Adobe Gives Photoshop CC a Significant Upgrade

The latest version of Photoshop for Creative Cloud adds Adobe Generator functionality, as well as improvements to Isolation mode, camera shake reduction and filter support.

The first upgrade to Photoshop since its launch as a Creative Cloud-only application in June is well timed, since it follows in the footsteps of last week's Photoshop Photography Program. The Program is Adobe's response to photographers, many of whom felt left out of the move to Creative Cloud. The new subscription improves on the previous $19.99 per month offer for Photoshop by dropping the price to $9.99 and including Photoshop CC, Bridge CC, Lightroom 5, the standard 20GB of cloud storage and a Behance membership with ProSite.

The enhancements in Photoshop CC 14.1 are not, however, geared just to photographers. In fact, the most significant addition will be of interest primarily to those designing for the web or mobile apps. What Adobe calls its Generator technology was demoed during the May MAX Conference. It's positioned as a customizable platform and has now been released as an open source project, along with the first practical embodiment of its capabilities, image assets generation. It's no secret that Adobe would like those who have traditionally used Fireworks for creating web designs and comps to move on to Photoshop and this is exactly what this is designed to facilitate.

Using it is pretty straightforward: go to File > Generate > Image Assets and then rename layers and layer groups that you'll want to export as JPEG, GIF or PNG. You can employ tagging to control the nature of the resulting images, to do such things as simultaneously create images for regular and retina screens. Handy enough but what makes this more interesting is that these images are updated in real time as you edited them. And those using Edge Reflow CC can apparently import such assets with a single click. The clip below shows Generator in action with Edge Reflow, followed by an example of how it can be customized for more exotic uses. In this case The Engine Co. wrote a plugin for its Loom gaming engine that allowed game designers to change the UI of a game in Photoshop while the game was being played, which is quite a neat trick. It will be interesting to see how Adobe and third-party developers tap the capabilities of Generator in the coming months. In the meantime, detailed information on the process of generating image assets from Photoshop layers is available here.
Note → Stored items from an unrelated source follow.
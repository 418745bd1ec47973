//! Auth flow executor
//!
//! Replays an [`AuthFlow`] against a browser session:
//! 1. Navigate to the login URL
//! 2. Run each step in order, resolving credential placeholders
//! 3. Navigate to the target URL
//! 4. Apply success indicators (left the login path, or marker present)
//!
//! Optional steps that fail are skipped. Any other failure ends the run in
//! [`AuthState::Failed`] and aborts the remaining steps.

use crate::auth::template::resolve_placeholders;
use crate::auth::{AuthFlow, AuthStep, Credentials, StepAction};
use crate::config::{AuthConfig, BrowserConfig, CrawlConfig};
use crate::driver::{with_timeout, BrowserSession, DriverAction};
use crate::state::AuthState;
use crate::{ErrorDetail, ErrorKind, Result, ScoutError};
use serde::Serialize;
use std::time::Duration;
use url::Url;

/// Outcome of one auth flow run
#[derive(Debug, Clone, PartialEq, Serialize)]
pub struct AuthResult {
    pub success: bool,

    /// URL the session ended on
    pub final_url: Option<String>,

    /// Why the flow failed; names the failed step when a step caused it
    pub error_message: Option<String>,

    #[serde(skip)]
    pub final_state: AuthState,

    /// Steps that ran successfully
    pub steps_completed: usize,

    /// Indexes of optional steps that failed and were skipped
    pub skipped_steps: Vec<usize>,
}

impl AuthResult {
    /// Error detail for progress events and reports
    pub fn error_detail(&self) -> Option<ErrorDetail> {
        self.error_message
            .as_ref()
            .map(|message| ErrorDetail::new(ErrorKind::Authentication, message.clone(), 1))
    }
}

/// Tracks the state machine of a single run
struct Machine {
    flow_id: String,
    state: AuthState,
}

impl Machine {
    fn new(flow_id: &str) -> Self {
        Self {
            flow_id: flow_id.to_string(),
            state: AuthState::Idle,
        }
    }

    fn advance(&mut self, next: AuthState) -> Result<()> {
        if !self.state.can_transition_to(&next) {
            return Err(ScoutError::InvalidTransition {
                from: self.state,
                to: next,
            });
        }
        tracing::debug!("Auth flow {}: {} -> {}", self.flow_id, self.state, next);
        self.state = next;
        Ok(())
    }
}

/// Replays auth flows and verifies the resulting session
#[derive(Debug, Clone)]
pub struct AuthFlowExecutor {
    config: AuthConfig,
    step_timeout: Duration,
    navigation_timeout: Duration,
}

impl AuthFlowExecutor {
    pub fn new(auth: &AuthConfig, browser: &BrowserConfig) -> Self {
        Self {
            config: auth.clone(),
            step_timeout: browser.step_timeout(),
            navigation_timeout: browser.navigation_timeout(),
        }
    }

    pub fn from_config(config: &CrawlConfig) -> Self {
        Self::new(&config.auth, &config.browser)
    }

    /// Runs `flow` in `session`, then lands on `target_url`
    ///
    /// The session stays open and authenticated on success so the caller can
    /// reuse it for every following page visit.
    pub async fn execute(
        &self,
        session: &mut dyn BrowserSession,
        flow: &AuthFlow,
        target_url: &str,
    ) -> AuthResult {
        let mut machine = Machine::new(&flow.id);
        let mut steps_completed = 0;
        let mut skipped_steps = Vec::new();

        tracing::info!(
            "Authenticating with flow '{}' ({} steps)",
            flow.id,
            flow.steps.len()
        );

        let outcome = self
            .run(
                session,
                flow,
                target_url,
                &mut machine,
                &mut steps_completed,
                &mut skipped_steps,
            )
            .await;

        let error_message = match outcome {
            Ok(()) => None,
            Err(message) => {
                if !machine.state.is_terminal() {
                    machine.state = AuthState::Failed;
                }
                Some(message)
            }
        };

        let result = AuthResult {
            success: machine.state.is_success(),
            final_url: session.current_url(),
            error_message,
            final_state: machine.state,
            steps_completed,
            skipped_steps,
        };

        match &result.error_message {
            None => tracing::info!("Auth flow '{}' succeeded", flow.id),
            Some(message) => tracing::warn!("Auth flow '{}' failed: {}", flow.id, message),
        }
        result
    }

    async fn run(
        &self,
        session: &mut dyn BrowserSession,
        flow: &AuthFlow,
        target_url: &str,
        machine: &mut Machine,
        steps_completed: &mut usize,
        skipped_steps: &mut Vec<usize>,
    ) -> std::result::Result<(), String> {
        machine.advance(AuthState::Navigating).map_err(|e| e.to_string())?;
        with_timeout(
            "navigate to login page",
            self.navigation_timeout,
            session.navigate(&flow.login_url, self.navigation_timeout),
        )
        .await
        .map_err(|e| format!("Could not load login page {}: {}", flow.login_url, e))?;

        for (index, step) in flow.steps.iter().enumerate() {
            machine
                .advance(AuthState::ExecutingStep(index))
                .map_err(|e| e.to_string())?;
            match step.action.loggable_value() {
                Some(value) => tracing::debug!("Running {} with '{}'", step.describe(index), value),
                None => tracing::debug!("Running {}", step.describe(index)),
            }

            match self.run_step(session, step, &flow.credentials).await {
                Ok(()) => *steps_completed += 1,
                Err(e) if step.optional => {
                    tracing::warn!("Optional {} failed, continuing: {}", step.describe(index), e);
                    skipped_steps.push(index);
                }
                Err(e) => {
                    machine.advance(AuthState::Failed).map_err(|e| e.to_string())?;
                    return Err(format!("{} failed: {}", step.describe(index), e));
                }
            }
        }

        machine.advance(AuthState::Verifying).map_err(|e| e.to_string())?;
        let navigation_error = with_timeout(
            "post-auth navigation",
            self.navigation_timeout,
            session.navigate(target_url, self.navigation_timeout),
        )
        .await
        .err()
        .map(|e| {
            tracing::warn!("Post-auth navigation to {} failed: {}", target_url, e);
            format!("Post-auth navigation to {} failed: {}", target_url, e)
        });

        self.verify(session, flow, navigation_error).await?;
        machine
            .advance(AuthState::Authenticated)
            .map_err(|e| e.to_string())
    }

    async fn run_step(
        &self,
        session: &mut dyn BrowserSession,
        step: &AuthStep,
        credentials: &Credentials,
    ) -> Result<()> {
        let timeout = step
            .timeout_ms
            .map(Duration::from_millis)
            .unwrap_or(self.step_timeout);

        let action = match &step.action {
            StepAction::Type { selector, value } => DriverAction::Fill {
                selector: selector.clone(),
                value: resolve_placeholders(value, credentials),
            },
            StepAction::Select { selector, value } => DriverAction::Select {
                selector: selector.clone(),
                value: resolve_placeholders(value, credentials),
            },
            StepAction::Click { selector } => DriverAction::Click {
                selector: selector.clone(),
            },
            StepAction::Check { selector } => DriverAction::Check {
                selector: selector.clone(),
            },
            StepAction::WaitFor { selector } => DriverAction::WaitForSelector {
                selector: selector.clone(),
            },
            StepAction::Wait { duration_ms } => {
                tokio::time::sleep(Duration::from_millis(*duration_ms)).await;
                return Ok(());
            }
            StepAction::Navigate { url } => {
                return with_timeout(
                    &format!("navigate {}", url),
                    timeout,
                    session.navigate(url, timeout),
                )
                .await;
            }
        };

        let operation = format!("{} {}", action.name(), action.selector());
        with_timeout(&operation, timeout, session.perform_action(&action, timeout)).await
    }

    /// Applies the success indicators to the page the session ended on
    ///
    /// Passing either indicator is enough, even if the post-auth navigation
    /// failed. When neither can be evaluated the session counts as
    /// authenticated only if that navigation raised no error.
    async fn verify(
        &self,
        session: &mut dyn BrowserSession,
        flow: &AuthFlow,
        navigation_error: Option<String>,
    ) -> std::result::Result<(), String> {
        let current = session.current_url();
        let left_login = current.as_deref().map(|url| !self.is_login_url(url));

        let marker = flow
            .authenticated_marker
            .as_deref()
            .or(self.config.authenticated_marker.as_deref());
        let marker_present = match marker {
            Some(selector) => match with_timeout(
                "evaluate authenticated marker",
                self.step_timeout,
                session.evaluate_selector(selector),
            )
            .await
            {
                Ok(count) => Some(count > 0),
                Err(e) => {
                    tracing::debug!("Could not evaluate marker {}: {}", selector, e);
                    None
                }
            },
            None => None,
        };

        match (left_login, marker_present) {
            (Some(true), _) | (_, Some(true)) => Ok(()),
            (None, None) => match navigation_error {
                Some(message) => Err(message),
                None => {
                    tracing::debug!("No success indicator could be evaluated; assuming authenticated");
                    Ok(())
                }
            },
            _ => Err(format!(
                "Still on a login page after submitting credentials ({})",
                current.unwrap_or_else(|| "unknown URL".to_string())
            )),
        }
    }

    /// Returns true if the URL still looks like a login page
    pub fn is_login_url(&self, url: &str) -> bool {
        let path = Url::parse(url)
            .map(|u| u.path().to_ascii_lowercase())
            .unwrap_or_else(|_| url.to_ascii_lowercase());
        self.config
            .login_path_tokens
            .iter()
            .any(|token| path.contains(&token.to_ascii_lowercase()))
    }
}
Intriguing as it is, there is quite a bit more to Photoshop CC 14.1 than just Generator. Notable are the improvements to camera shake reduction, including user interface improvements, an option to disable artifact suppression, HiDPI preview support for retina displays and improved performance on large screens. Isolation mode, which was introduced with Photoshop CC, has received some attention. The idea here is that Isolation lets you quickly isolate layers that you want to work on to reduce screen clutter by only displaying those in the Layers panel but it seems this must have confused some users, given the nature of the changes.

What else? Okay, here are the main ones: increased stability while saving files to network locations; Photoshop-Behance integration is now available for several languages; native read-only PSDX file format support has been added; there are new controls to modify the range and fuzziness for Shadows, Highlights, and Midtones; performance and stability has been improved while using content-aware features; clicking a selected anchor point now selects that anchor point and deselects other anchor points; 32-bit support has been added for 24 more filters; there's a new option to select All Layers/Active Layers for the Path and Direct Selection tools; and a new option in the Properties panel flyout menu has been added to control the display of the panel during shape layer creation.

Granted, most of these aren't earth-shattering but on the other hand it's only been three months since Photoshop CC was released, which provided significant new functionality. So at this point it would seem as if Adobe is validating one of the prime benefits it claims for Creative Cloud membership, which is the rollout of regular updates.